[Exercise requirements]:
Reproduce, character for character, the entries from their opening line through the line with "pub struct SystemClock;".

BEGIN Information supplied

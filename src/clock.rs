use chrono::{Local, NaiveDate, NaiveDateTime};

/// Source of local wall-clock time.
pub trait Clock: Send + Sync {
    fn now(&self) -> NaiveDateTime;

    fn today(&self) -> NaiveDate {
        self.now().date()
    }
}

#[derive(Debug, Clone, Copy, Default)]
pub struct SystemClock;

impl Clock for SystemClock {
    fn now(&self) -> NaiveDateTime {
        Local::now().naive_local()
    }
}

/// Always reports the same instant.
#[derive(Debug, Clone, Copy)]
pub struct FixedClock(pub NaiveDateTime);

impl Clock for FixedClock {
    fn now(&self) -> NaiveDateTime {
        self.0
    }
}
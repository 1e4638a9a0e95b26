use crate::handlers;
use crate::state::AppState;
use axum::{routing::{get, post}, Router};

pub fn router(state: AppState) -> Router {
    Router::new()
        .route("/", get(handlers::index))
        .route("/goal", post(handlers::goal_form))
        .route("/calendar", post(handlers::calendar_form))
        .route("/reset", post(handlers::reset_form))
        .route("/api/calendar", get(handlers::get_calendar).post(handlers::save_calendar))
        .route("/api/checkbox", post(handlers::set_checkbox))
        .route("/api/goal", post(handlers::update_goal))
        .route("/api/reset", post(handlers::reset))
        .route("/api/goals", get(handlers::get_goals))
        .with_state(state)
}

END Information supplied

[Output of the task]:
filename src/clock.rs
use chrono::{Local, NaiveDate, NaiveDateTime};

/// Source of local wall-clock time.
pub trait Clock: Send + Sync {
    fn now(&self) -> NaiveDateTime;

    fn today(&self) -> NaiveDate {
        self.now().date()
    }
}

#[derive(Debug, Clone, Copy, Default)]
pub struct SystemClock;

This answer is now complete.